Output, word for word, every line from the start of the listing down to and including the line that contains "Rendered email content."; include nothing else.

==== LISTED RECORDS ====

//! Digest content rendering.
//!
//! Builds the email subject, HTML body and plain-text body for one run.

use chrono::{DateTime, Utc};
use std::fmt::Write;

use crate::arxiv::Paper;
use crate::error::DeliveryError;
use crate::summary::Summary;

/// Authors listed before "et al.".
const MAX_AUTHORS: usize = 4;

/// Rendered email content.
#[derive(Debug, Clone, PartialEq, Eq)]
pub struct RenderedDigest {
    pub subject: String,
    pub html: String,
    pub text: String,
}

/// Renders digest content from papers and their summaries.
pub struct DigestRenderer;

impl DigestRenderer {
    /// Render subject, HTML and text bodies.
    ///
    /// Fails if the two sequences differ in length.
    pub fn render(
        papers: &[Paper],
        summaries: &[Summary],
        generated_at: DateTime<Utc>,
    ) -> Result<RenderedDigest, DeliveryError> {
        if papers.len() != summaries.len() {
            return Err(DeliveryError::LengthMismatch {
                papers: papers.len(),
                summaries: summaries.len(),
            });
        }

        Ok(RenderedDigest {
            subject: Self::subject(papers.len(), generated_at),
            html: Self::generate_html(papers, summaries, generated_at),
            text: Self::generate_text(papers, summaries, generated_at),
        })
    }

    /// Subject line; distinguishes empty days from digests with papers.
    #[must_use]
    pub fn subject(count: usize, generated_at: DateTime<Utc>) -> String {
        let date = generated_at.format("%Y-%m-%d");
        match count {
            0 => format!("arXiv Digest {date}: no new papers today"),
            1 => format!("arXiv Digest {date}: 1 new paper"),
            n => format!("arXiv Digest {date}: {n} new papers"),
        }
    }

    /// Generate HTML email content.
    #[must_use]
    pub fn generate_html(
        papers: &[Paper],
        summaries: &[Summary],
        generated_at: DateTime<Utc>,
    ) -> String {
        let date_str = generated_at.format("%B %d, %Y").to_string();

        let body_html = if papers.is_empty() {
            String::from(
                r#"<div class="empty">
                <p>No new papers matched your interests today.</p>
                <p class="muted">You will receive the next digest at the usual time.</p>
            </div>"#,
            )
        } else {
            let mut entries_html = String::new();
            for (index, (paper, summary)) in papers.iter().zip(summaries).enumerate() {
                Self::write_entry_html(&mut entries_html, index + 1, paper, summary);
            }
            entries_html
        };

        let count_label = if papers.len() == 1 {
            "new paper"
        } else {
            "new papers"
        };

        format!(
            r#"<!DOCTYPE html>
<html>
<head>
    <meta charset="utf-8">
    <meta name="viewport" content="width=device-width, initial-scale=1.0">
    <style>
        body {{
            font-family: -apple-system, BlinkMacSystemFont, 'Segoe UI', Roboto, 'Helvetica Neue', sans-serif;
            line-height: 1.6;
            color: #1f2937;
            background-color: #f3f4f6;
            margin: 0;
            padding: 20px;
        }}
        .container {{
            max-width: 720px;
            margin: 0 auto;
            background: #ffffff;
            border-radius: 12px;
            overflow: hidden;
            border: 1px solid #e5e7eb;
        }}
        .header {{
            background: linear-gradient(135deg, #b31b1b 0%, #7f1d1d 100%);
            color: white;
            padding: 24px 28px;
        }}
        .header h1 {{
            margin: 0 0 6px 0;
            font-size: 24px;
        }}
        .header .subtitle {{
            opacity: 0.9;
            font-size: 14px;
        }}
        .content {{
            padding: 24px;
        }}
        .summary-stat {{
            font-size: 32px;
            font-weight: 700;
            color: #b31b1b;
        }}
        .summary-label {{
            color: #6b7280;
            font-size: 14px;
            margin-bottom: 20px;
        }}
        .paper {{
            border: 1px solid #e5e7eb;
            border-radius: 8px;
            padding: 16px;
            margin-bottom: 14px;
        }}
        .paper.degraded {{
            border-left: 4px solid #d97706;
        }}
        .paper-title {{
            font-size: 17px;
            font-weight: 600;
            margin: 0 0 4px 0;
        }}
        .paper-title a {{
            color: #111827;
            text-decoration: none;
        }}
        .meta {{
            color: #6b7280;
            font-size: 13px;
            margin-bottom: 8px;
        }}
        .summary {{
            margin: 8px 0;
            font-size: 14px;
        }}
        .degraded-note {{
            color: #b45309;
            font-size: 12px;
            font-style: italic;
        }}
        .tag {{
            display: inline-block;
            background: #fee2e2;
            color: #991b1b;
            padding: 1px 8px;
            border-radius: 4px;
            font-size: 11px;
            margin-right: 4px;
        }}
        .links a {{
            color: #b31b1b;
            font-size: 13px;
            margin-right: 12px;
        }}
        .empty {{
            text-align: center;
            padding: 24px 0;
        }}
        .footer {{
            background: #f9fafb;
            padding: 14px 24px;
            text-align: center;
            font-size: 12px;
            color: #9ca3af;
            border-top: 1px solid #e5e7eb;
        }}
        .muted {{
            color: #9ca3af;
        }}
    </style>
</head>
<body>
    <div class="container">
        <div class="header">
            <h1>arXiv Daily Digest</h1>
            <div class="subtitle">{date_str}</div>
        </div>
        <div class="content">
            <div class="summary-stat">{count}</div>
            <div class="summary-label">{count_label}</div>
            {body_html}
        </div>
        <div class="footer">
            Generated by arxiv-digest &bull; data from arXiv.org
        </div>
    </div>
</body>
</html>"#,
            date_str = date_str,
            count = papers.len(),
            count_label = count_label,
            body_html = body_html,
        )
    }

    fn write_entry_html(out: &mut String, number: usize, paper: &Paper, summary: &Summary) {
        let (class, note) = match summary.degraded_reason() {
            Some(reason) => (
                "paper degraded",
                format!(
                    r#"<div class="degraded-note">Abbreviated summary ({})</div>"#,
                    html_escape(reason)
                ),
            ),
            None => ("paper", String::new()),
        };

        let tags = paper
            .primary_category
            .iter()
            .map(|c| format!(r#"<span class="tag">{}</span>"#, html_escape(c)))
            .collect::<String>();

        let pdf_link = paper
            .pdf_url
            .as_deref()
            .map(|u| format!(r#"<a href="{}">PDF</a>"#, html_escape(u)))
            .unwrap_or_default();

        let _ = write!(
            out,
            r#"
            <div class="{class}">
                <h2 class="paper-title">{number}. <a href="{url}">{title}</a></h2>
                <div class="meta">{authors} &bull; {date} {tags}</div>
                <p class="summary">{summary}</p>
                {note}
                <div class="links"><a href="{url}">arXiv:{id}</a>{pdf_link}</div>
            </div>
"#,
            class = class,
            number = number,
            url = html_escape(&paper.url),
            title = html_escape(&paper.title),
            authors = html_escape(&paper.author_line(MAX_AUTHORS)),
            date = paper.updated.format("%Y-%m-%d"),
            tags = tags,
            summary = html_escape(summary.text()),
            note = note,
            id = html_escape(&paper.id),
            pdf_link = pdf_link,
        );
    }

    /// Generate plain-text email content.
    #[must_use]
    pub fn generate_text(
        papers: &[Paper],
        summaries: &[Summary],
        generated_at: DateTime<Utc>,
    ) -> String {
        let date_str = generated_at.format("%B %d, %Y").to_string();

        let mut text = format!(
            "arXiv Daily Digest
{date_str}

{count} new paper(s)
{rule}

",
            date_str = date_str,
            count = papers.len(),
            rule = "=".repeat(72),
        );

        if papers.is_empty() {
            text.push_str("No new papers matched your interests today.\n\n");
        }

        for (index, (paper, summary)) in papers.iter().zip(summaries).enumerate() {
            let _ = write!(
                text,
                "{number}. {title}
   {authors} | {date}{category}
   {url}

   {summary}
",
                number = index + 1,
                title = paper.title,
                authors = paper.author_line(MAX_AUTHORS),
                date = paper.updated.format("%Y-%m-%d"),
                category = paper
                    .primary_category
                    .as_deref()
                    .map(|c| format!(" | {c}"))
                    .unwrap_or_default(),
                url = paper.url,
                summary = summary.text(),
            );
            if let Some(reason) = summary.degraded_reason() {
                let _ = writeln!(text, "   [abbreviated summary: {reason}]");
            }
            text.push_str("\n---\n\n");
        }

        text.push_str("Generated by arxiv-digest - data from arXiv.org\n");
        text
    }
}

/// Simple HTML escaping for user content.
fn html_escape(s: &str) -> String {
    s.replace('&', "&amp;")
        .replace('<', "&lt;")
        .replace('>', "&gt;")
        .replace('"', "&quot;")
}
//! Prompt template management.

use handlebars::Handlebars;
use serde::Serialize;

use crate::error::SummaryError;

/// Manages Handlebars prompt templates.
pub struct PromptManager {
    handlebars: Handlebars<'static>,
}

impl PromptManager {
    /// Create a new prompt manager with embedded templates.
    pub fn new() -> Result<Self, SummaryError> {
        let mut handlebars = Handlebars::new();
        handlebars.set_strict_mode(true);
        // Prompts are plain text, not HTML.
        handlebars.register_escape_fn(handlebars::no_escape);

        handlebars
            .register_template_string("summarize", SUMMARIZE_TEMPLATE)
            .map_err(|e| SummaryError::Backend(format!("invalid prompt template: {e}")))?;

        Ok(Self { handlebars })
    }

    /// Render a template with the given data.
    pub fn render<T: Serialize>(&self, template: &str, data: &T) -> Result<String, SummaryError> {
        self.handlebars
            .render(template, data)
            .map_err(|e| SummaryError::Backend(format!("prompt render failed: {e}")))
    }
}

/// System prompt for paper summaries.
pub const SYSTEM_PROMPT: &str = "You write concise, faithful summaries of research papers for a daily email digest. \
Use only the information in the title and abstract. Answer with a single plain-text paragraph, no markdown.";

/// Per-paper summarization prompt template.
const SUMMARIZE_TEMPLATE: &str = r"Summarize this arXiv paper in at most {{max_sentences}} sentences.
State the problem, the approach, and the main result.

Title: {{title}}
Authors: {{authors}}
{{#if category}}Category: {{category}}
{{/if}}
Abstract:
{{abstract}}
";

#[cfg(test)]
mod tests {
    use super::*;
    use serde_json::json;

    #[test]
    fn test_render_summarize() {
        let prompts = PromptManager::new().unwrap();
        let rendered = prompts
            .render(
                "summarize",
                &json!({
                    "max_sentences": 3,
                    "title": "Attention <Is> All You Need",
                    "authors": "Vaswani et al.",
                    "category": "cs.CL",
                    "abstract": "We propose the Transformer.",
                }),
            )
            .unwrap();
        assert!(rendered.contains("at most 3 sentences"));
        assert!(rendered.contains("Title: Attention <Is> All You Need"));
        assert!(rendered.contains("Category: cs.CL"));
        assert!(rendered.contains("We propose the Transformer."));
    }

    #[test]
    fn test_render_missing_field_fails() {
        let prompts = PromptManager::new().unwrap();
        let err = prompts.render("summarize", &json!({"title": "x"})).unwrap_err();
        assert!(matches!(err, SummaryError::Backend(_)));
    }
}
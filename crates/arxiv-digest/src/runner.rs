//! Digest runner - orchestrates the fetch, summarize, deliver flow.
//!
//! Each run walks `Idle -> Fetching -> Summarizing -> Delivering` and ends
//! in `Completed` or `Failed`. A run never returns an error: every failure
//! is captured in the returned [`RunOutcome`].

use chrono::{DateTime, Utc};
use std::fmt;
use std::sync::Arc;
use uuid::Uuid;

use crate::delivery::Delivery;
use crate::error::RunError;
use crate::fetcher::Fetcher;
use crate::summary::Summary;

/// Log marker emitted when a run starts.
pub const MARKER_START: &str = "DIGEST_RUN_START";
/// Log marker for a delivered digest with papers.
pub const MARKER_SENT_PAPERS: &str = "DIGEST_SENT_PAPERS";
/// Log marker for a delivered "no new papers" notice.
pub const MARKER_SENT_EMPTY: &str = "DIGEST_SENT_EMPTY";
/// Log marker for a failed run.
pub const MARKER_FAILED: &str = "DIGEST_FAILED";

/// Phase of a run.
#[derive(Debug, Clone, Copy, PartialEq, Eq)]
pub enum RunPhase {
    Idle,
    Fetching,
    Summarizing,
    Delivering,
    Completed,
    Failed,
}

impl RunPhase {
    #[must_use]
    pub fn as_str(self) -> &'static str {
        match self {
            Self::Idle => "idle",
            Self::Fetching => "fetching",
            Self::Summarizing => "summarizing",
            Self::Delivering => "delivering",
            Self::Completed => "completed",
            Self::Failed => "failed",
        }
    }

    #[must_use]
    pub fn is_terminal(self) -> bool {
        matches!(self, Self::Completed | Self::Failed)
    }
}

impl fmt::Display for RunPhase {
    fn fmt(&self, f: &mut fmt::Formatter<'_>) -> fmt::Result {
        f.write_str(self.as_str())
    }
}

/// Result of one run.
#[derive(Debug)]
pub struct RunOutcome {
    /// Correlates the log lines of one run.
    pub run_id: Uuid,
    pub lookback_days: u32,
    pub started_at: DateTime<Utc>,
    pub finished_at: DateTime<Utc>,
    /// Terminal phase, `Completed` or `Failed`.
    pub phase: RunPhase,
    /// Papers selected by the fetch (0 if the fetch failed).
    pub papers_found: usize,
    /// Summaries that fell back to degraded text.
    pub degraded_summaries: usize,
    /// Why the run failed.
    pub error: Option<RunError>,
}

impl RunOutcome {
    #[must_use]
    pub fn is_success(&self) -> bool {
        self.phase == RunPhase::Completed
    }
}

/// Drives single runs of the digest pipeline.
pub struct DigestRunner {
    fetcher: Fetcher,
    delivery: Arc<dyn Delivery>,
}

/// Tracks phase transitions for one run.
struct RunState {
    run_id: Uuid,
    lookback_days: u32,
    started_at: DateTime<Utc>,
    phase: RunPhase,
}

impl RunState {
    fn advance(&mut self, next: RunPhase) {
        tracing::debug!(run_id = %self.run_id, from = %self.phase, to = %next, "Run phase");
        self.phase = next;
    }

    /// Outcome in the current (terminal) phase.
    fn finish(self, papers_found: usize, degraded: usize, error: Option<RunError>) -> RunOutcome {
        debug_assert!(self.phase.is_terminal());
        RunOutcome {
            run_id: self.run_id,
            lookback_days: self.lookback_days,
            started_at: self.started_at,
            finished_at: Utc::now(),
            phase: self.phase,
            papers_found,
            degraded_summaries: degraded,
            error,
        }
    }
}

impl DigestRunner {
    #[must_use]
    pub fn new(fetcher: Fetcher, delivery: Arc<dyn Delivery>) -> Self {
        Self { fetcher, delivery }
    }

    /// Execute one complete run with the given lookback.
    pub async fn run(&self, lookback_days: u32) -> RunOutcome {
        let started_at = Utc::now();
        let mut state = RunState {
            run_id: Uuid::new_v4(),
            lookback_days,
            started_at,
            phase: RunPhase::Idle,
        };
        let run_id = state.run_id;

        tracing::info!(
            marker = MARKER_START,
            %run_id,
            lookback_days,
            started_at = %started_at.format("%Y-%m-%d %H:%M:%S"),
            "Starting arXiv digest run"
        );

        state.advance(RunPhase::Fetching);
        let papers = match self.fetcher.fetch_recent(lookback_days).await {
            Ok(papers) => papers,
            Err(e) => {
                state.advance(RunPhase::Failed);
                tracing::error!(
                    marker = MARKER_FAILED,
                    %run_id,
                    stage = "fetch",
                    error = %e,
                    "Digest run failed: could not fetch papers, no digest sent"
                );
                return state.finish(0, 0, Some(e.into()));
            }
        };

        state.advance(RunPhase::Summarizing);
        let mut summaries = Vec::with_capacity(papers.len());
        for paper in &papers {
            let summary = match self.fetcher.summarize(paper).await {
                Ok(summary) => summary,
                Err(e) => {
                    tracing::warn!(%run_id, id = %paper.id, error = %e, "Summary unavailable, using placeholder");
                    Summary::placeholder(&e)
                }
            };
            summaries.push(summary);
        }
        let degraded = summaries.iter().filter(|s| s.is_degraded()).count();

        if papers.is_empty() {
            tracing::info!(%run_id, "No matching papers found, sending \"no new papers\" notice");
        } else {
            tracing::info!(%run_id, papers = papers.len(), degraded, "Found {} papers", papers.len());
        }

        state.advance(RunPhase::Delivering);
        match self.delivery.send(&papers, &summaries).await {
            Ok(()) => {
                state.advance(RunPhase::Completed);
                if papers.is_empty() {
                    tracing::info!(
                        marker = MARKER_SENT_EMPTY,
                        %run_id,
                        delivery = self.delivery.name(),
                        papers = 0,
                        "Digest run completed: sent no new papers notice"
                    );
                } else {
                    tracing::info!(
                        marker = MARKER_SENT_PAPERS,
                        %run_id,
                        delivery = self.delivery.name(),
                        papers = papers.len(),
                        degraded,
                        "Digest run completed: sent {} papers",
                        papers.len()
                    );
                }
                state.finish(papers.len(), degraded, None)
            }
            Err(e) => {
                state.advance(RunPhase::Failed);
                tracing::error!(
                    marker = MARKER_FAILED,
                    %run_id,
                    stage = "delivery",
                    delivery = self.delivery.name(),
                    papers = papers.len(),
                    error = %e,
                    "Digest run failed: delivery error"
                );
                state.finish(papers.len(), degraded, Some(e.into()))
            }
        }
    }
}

====

§ EXERCISE ANSWER
//! Digest content rendering.
//!
//! Builds the email subject, HTML body and plain-text body for one run.

use chrono::{DateTime, Utc};
use std::fmt::Write;

use crate::arxiv::Paper;
use crate::error::DeliveryError;
use crate::summary::Summary;

/// Authors listed before "et al.".
const MAX_AUTHORS: usize = 4;

/// Rendered email content.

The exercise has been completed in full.